1.3 Gambler’s Ruin: Hadamard OQW Version

We remark that this discussion is different from the one made in [28], where the authors studied only the probability that the gambler would go bankrupt, and this being only in the case of OQW where transition matrices admit simultaneous diagonalization. In this section we consider a splitting of the Hadamard matrix. We recall that, by Example 8.2, if

$$\begin{aligned} R=\frac{1}{\sqrt{2}}\begin{bmatrix} 1&1 \\ 0&0\end{bmatrix},\;\;\;L=\frac{1}{\sqrt{2}}\begin{bmatrix} 0&0 \\ 1&-1\end{bmatrix}, \end{aligned}$$

(8.15)

then the value of \(\mathrm {Tr}(C\rho C^*)\), C being a product of L’s and R’s, is essentially determined by the first matrix (from right to left) in such product.

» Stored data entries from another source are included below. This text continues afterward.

//! Remote knowledge sources.
//!
//! Each source implements [`SourceFetcher`]; [`fetch_all`] queries every source
//! concurrently and tolerates individual failures.
mod client;
mod dbpedia;
mod wikipedia;

use std::sync::Arc;
use std::thread;

use tracing::{info, warn};

use crate::merger::merge;
use crate::models::FetchResult;

pub use client::{DEFAULT_TIMEOUT_SECS, FetchError, HttpClient, HttpClientBuilder};
pub use dbpedia::{DBpediaFetcher, DEFAULT_LOOKUP_URL};
pub use wikipedia::{
    DEFAULT_LANGUAGES, DEFAULT_SITE_TEMPLATE, WikipediaFetcher, WikipediaFetcherBuilder,
};

/// A remote source of documents.
///
/// This trait enables mocking in unit tests. Implementations make a single
/// attempt per call; retrying is up to the caller.
pub trait SourceFetcher: Send + Sync {
    /// Short display name used in logs and error messages.
    fn name(&self) -> &str;

    /// Fetches documents matching `query`.
    fn fetch(&self, query: &str) -> Result<Vec<FetchResult>, FetchError>;
}

/// Combined results of all sources for one query.
#[derive(Debug, Default)]
pub struct FetchOutcome {
    /// Deduplicated results in source order.
    pub results: Vec<FetchResult>,
    /// One `"<source>: <error>"` message per failed source.
    pub errors: Vec<String>,
}

/// Builds the default source set: Wikipedia followed by DBpedia.
pub fn default_fetchers() -> Result<Vec<Arc<dyn SourceFetcher>>, FetchError> {
    let client = HttpClientBuilder::new().build()?;
    let fetchers: Vec<Arc<dyn SourceFetcher>> = vec![
        Arc::new(WikipediaFetcherBuilder::new().client(client.clone()).build()),
        Arc::new(DBpediaFetcher::new(client)),
    ];
    Ok(fetchers)
}

/// Queries every fetcher on its own thread and merges the results.
///
/// A failing or panicking source contributes no results and one error
/// message; the other sources are unaffected. Results keep the order of
/// `fetchers`, then are deduplicated by title.
pub fn fetch_all(fetchers: &[Arc<dyn SourceFetcher>], query: &str) -> FetchOutcome {
    let joined: Vec<_> = thread::scope(|scope| {
        let handles: Vec<_> = fetchers
            .iter()
            .map(|fetcher| (fetcher.name(), scope.spawn(move || fetcher.fetch(query))))
            .collect();

        handles
            .into_iter()
            .map(|(name, handle)| (name, handle.join()))
            .collect()
    });

    let mut outcome = FetchOutcome::default();
    let mut sets = Vec::with_capacity(joined.len());
    for (name, result) in joined {
        match result {
            Ok(Ok(results)) => {
                info!(source = name, count = results.len(), "Fetched results");
                sets.push(results);
            }
            Ok(Err(e)) => {
                warn!(source = name, error = %e, "Source failed");
                outcome.errors.push(format!("{name}: {e}"));
            }
            Err(_) => {
                warn!(source = name, "Source panicked");
                outcome.errors.push(format!("{name}: fetcher panicked"));
            }
        }
    }

    outcome.results = merge(sets);
    outcome
}

#[cfg(test)]
mod tests {
    use super::*;
    use crate::models::Quality;

    struct StaticFetcher {
        name: &'static str,
        titles: Vec<&'static str>,
    }

    impl SourceFetcher for StaticFetcher {
        fn name(&self) -> &str {
            self.name
        }

        fn fetch(&self, query: &str) -> Result<Vec<FetchResult>, FetchError> {
            Ok(self
                .titles
                .iter()
                .map(|title| {
                    FetchResult::new(*title, format!("{query} from {}", self.name), "", self.name, Some(Quality::High))
                })
                .collect())
        }
    }

    struct FailingFetcher;

    impl SourceFetcher for FailingFetcher {
        fn name(&self) -> &str {
            "Broken"
        }

        fn fetch(&self, _query: &str) -> Result<Vec<FetchResult>, FetchError> {
            Err(FetchError::Http { status: 503 })
        }
    }

    struct PanickingFetcher;

    impl SourceFetcher for PanickingFetcher {
        fn name(&self) -> &str {
            "Panicky"
        }

        fn fetch(&self, _query: &str) -> Result<Vec<FetchResult>, FetchError> {
            panic!("boom");
        }
    }

    #[test]
    fn merges_sources_in_order_and_dedups_titles() {
        let fetchers: Vec<Arc<dyn SourceFetcher>> = vec![
            Arc::new(StaticFetcher { name: "A", titles: vec!["Cairo", "Giza"] }),
            Arc::new(StaticFetcher { name: "B", titles: vec!["cairo", "Luxor"] }),
        ];

        let outcome = fetch_all(&fetchers, "egypt");
        let titles: Vec<&str> = outcome.results.iter().map(|r| r.title.as_str()).collect();
        assert_eq!(titles, vec!["Cairo", "Giza", "Luxor"]);
        assert_eq!(outcome.results[0].content, "egypt from A");
        assert!(outcome.errors.is_empty());
    }

    #[test]
    fn failing_source_does_not_affect_siblings() {
        let fetchers: Vec<Arc<dyn SourceFetcher>> = vec![
            Arc::new(FailingFetcher),
            Arc::new(StaticFetcher { name: "A", titles: vec!["Nile"] }),
        ];

        let outcome = fetch_all(&fetchers, "nile");
        assert_eq!(outcome.results.len(), 1);
        assert_eq!(outcome.errors, vec!["Broken: HTTP error: status 503"]);
    }

    #[test]
    fn panicking_source_is_reported_as_error() {
        let fetchers: Vec<Arc<dyn SourceFetcher>> = vec![
            Arc::new(PanickingFetcher),
            Arc::new(StaticFetcher { name: "A", titles: vec!["Nile"] }),
        ];

        let outcome = fetch_all(&fetchers, "nile");
        assert_eq!(outcome.results.len(), 1);
        assert_eq!(outcome.errors, vec!["Panicky: fetcher panicked"]);
    }

    #[test]
    fn no_fetchers_no_results() {
        let outcome = fetch_all(&[], "anything");
        assert!(outcome.results.is_empty());
        assert!(outcome.errors.is_empty());
    }

    #[test]
    fn default_fetchers_are_wikipedia_then_dbpedia() {
        let fetchers = default_fetchers().unwrap();
        let names: Vec<&str> = fetchers.iter().map(|f| f.name()).collect();
        assert_eq!(names, vec!["Wikipedia", "DBpedia"]);
    }
}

Let \(p=p_{k\rightarrow M}\) be the probability that the gambler reaches the fortune of M before ruin, given that he starts with k dollars, \(0<k<M\). Let \(\pi _{j}([1,M-1];k)\) denote the set of matrix products associated to all paths between 1 and \(M-1\) (inclusive) of length j, beginning at height k and reaching height \(M-1\) at the last step. In symbols,

$$\begin{aligned} \pi _j([1,M-1];k) = \left\{ B^{\epsilon _1} \cdots B^{\epsilon _j} \; \left| \begin{array}{l} \epsilon _1,\ldots ,\epsilon _j \in \{-1,+1\}, \\ \epsilon _1 + \cdots + \epsilon _j = M+1-k, \\ -k< \epsilon _1 + \cdots + \epsilon _i < M+1-k \text{ for } i=1,\ldots ,j-1 \end{array} \right. \right\} ,\nonumber \\ \end{aligned}$$

(8.16)

with \(B^{-1} :=L\) and \(B^{+1} := R.\) Let \(\pi _{j;d}([1,M-1];k)\) and \(\pi _{j;u}([1,M-1];k)\) denote the set of matrix products in \(\pi _{j}([1,M-1];k)\) associated to a path for which the first move is down (a player loses a bet) and up (the player wins a bet), respectively. Then

$$\begin{aligned} p(\rho )= & {} p_{k\rightarrow M}(\rho )=\sum _{j=1}^\infty \sum _{C\in \pi _{j}([1,M-1];k)} \mathrm {Tr}\left( B_{M-1}^MC\rho C^*B_{M-1}^{M*}\right) \nonumber \\= & {} \sum _{j=1}^\infty \Big [\sum _{C\in \pi _{j;d}([1,M-1];k)} \mathrm {Tr}\left( B_{M-1}^MC\rho C^*B_{M-1}^{M*}\right) \nonumber \\&+\sum _{C\in \pi _{j;u}([1,M-1];k)} \mathrm {Tr}\left( B_{M-1}^MC\rho C^*B_{M-1}^{M*}\right) \Big ]\nonumber \\= & {} \sum _{j=1}^\infty \Big [d(j)\frac{1}{2^{j+1}}(1-2Re(\rho _{12}))+u(j)\frac{1}{2^{j+1}}(1+2Re(\rho _{12}))\Big ], \end{aligned}$$

(8.17)

where \(d(j)=d(j;k;M)\) and \(u(j)=u(j;k;M)\) denote the number of elements in \(\pi _{j;d}([1,M-1];k)\) and \(\pi _{j;u}([1,M-1];k)\), respectively.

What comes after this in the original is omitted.